Solution Approach 2:
The system dynamically changes search parameters based on predicted user intent rather than relying on fixed keyword matching. By analyzing user behavior patterns and contextual information, the system adjusts search criteria, weightings, and query formulations in real-time, transforming static keyword search into a dynamic, intent-aware retrieval process that maintains high accuracy regardless of user input quality.

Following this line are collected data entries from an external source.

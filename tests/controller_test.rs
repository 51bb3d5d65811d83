//! Controller properties over generated action sequences.

use daq_recorder::controller::{spawn_store, update, Action, DeviceState, Effect};
use daq_recorder::core::{
    Capabilities, DeviceKind, DeviceRef, DeviceStatus, Metrics, RecordingStatus, Settings,
};
use daq_recorder::pipeline::RecordingReport;
use daq_recorder::session::RecordingSession;
use rand::rngs::StdRng;
use rand::{Rng, SeedableRng};
use std::collections::HashMap;

fn caps(produces_frames: bool) -> Capabilities {
    Capabilities {
        hardware_id: "sim".into(),
        modes: vec![],
        controls: vec![],
        produces_frames,
        event_channels: vec![],
        file_extension: if produces_frames { "raw" } else { "csv" }.into(),
    }
}

fn random_action(rng: &mut StdRng, next_id: &mut u32, assignment: u64) -> Action {
    // now and then a result of the previous assignment arrives late
    let generation = if rng.gen_bool(0.2) {
        assignment.saturating_sub(1)
    } else {
        assignment
    };
    let mut id = || {
        *next_id += 1;
        Some(format!("cmd-{}", next_id))
    };
    match rng.gen_range(0..13) {
        0 => Action::AssignDevice {
            device: DeviceRef::new(DeviceKind::Camera, rng.gen_range(0..2)),
            reply_to: id(),
        },
        1 => Action::DeviceAssigned {
            assignment: generation,
            capabilities: caps(true),
        },
        2 => Action::assignment_error(generation, "simulated failure"),
        3 => Action::UnassignDevice { reply_to: id() },
        4 => Action::StartRecording {
            session: RecordingSession::new("/tmp/session", rng.gen_range(1..4)),
            reply_to: id(),
        },
        5 => Action::RecordingStarted,
        6 => Action::StopRecording { reply_to: id() },
        7 => Action::RecordingStopped {
            report: RecordingReport {
                residual: rng.gen_range(0..3),
                ..RecordingReport::default()
            },
        },
        8 => Action::ApplySettings {
            settings: Settings {
                target_rate_hz: if rng.gen_bool(0.2) { -1.0 } else { 60.0 },
                ..Settings::default()
            },
            reply_to: id(),
        },
        9 => Action::SettingsApplied {
            settings: Settings::default(),
        },
        10 => Action::UpdateMetrics(Metrics::default()),
        11 => Action::RecordingFault {
            message: "disk full".into(),
        },
        _ => Action::Shutdown { reply_to: id() },
    }
}

fn replies(effects: &[Effect], counts: &mut HashMap<String, usize>) {
    for effect in effects {
        if let Effect::SendStatus(status) = effect {
            if let Some(id) = &status.in_reply_to {
                *counts.entry(id.clone()).or_default() += 1;
            }
        }
    }
}

#[test]
fn test_generated_sequences_keep_invariants() {
    for seed in 0..300u64 {
        let mut rng = StdRng::seed_from_u64(seed);
        let mut next_id = 0;
        let mut state = DeviceState::new();
        let mut reply_counts = HashMap::new();

        for _ in 0..60 {
            let action = random_action(&mut rng, &mut next_id, state.assignment);
            let was_shut_down = state.shut_down;
            let (next, effects) = update(&state, action);

            assert!(next.invariant_holds(), "seed {}: {:?}", seed, next);
            if was_shut_down {
                assert_eq!(next, state, "seed {}: state changed after shutdown", seed);
                assert!(effects.is_empty());
            }
            if next.recording_status != RecordingStatus::Stopped {
                assert!(next.device.is_some());
            }
            replies(&effects, &mut reply_counts);
            state = next;
        }

        // shutting down answers everything still outstanding
        let (last, effects) = update(&state, Action::Shutdown { reply_to: None });
        replies(&effects, &mut reply_counts);
        assert!(last.pending().is_empty(), "seed {}: replies left pending", seed);
        for (id, count) in &reply_counts {
            assert_eq!(*count, 1, "seed {}: {} answered {} times", seed, id, count);
        }
    }
}

#[test]
fn test_same_kind_devices_never_share_paths() {
    let session = RecordingSession::new("/data/session_7", 2);
    let mut outputs = Vec::new();

    for index in 0..2 {
        let mut state = DeviceState::new();
        for action in [
            Action::AssignDevice {
                device: DeviceRef::new(DeviceKind::Camera, index),
                reply_to: None,
            },
            Action::DeviceAssigned {
                assignment: 1,
                capabilities: caps(true),
            },
            Action::StartRecording {
                session: session.clone(),
                reply_to: None,
            },
        ] {
            state = update(&state, action).0;
        }
        assert_eq!(state.device_status, DeviceStatus::Streaming);
        let paths = state.recording.unwrap();
        outputs.push((paths.output, paths.timing));
    }

    assert_ne!(outputs[0].0, outputs[1].0);
    assert_ne!(outputs[0].1, outputs[1].1);
    assert!(outputs[0].0.ends_with("camera_0/trial_002.raw"));
    assert!(outputs[1].0.ends_with("camera_1/trial_002.raw"));
}

#[test]
fn test_event_only_device_logs_events_as_output() {
    let mut state = DeviceState::new();
    let mut writer = None;
    for action in [
        Action::AssignDevice {
            device: DeviceRef::new(DeviceKind::Gps, 0),
            reply_to: None,
        },
        Action::DeviceAssigned {
            assignment: 1,
            capabilities: caps(false),
        },
        Action::StartRecording {
            session: RecordingSession::new("/data/s", 1),
            reply_to: None,
        },
    ] {
        let (next, effects) = update(&state, action);
        for effect in effects {
            if let Effect::StartWriter(spec) = effect {
                writer = Some(spec);
            }
        }
        state = next;
    }

    let spec = writer.unwrap();
    assert!(!spec.paced);
    assert_eq!(spec.events.as_ref(), Some(&spec.output));
    assert!(spec.output.ends_with("gps_0/trial_001.csv"));
}

#[tokio::test]
async fn test_store_forwards_each_batch_in_order() {
    let (store, mut effects, task) = spawn_store(DeviceState::new(), 8);

    let outcome = store
        .dispatch_with_outcome(Action::AssignDevice {
            device: DeviceRef::new(DeviceKind::Camera, 0),
            reply_to: Some("a1".into()),
        })
        .await
        .unwrap();
    assert!(outcome.changed);
    assert_eq!(outcome.effect_count, 1);

    let outcome = store
        .dispatch_with_outcome(Action::StopRecording {
            reply_to: Some("s1".into()),
        })
        .await
        .unwrap();
    assert!(!outcome.changed);

    store
        .dispatch_with_outcome(Action::DeviceAssigned {
            assignment: 1,
            capabilities: caps(true),
        })
        .await
        .unwrap();

    let first = effects.recv().await.unwrap();
    assert!(matches!(first.as_slice(), [Effect::ProbeDevice { .. }]));
    let second = effects.recv().await.unwrap();
    assert_eq!(second.len(), 3);
    assert_eq!(store.state().device_status, DeviceStatus::Streaming);

    drop(store);
    task.await.unwrap();
}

3Adaptability or versatility
If prediction models based on historical behavior are used, then recommendation services can be provided, but real-time prediction capability and fine-grained accuracy are insufficient
Solution Approach 1:
The system implements continuous monitoring and continuous learning rather than periodic or batch processing. User interactions are tracked in real-time, and the prediction model continuously updates its understanding of user behavior patterns. This continuous action ensures that predictions are always based on the most current data, enabling fine-grained real-time accuracy that captures immediate user intent changes.
Solution Approach 2:
The prediction system transitions from static historical analysis to dynamic real-time prediction. The model adapts its parameters and predictions based on current user state, contextual information, and evolving behavior patterns. This dynamic approach allows the system to capture transient user intentions and provide accurate predictions for immediate next actions rather than general long-term recommendations.
Data Source
AI summary
Disclosed herein are embodiments of systems, methods, and products comprises an analytic server, which dynamically predicts future events for web users. The analytic server generates prediction models based on historical click-through analytics data received from the web server. The analytic server captures the current event (e.g., the current operation of the web user) on the web page, and determines the next event by predicting the web user behavior using the prediction models on an event-by-event basis. The analytic server also queries the web user data from a database to better understand the web user's intention, and improve the prediction accuracy. The analytic server modifies the HTML code to display the web page to include a graphical user interface comprising the predicted event. Based on the web users' reactions to the predicted event, the analytic server updates the prediction models.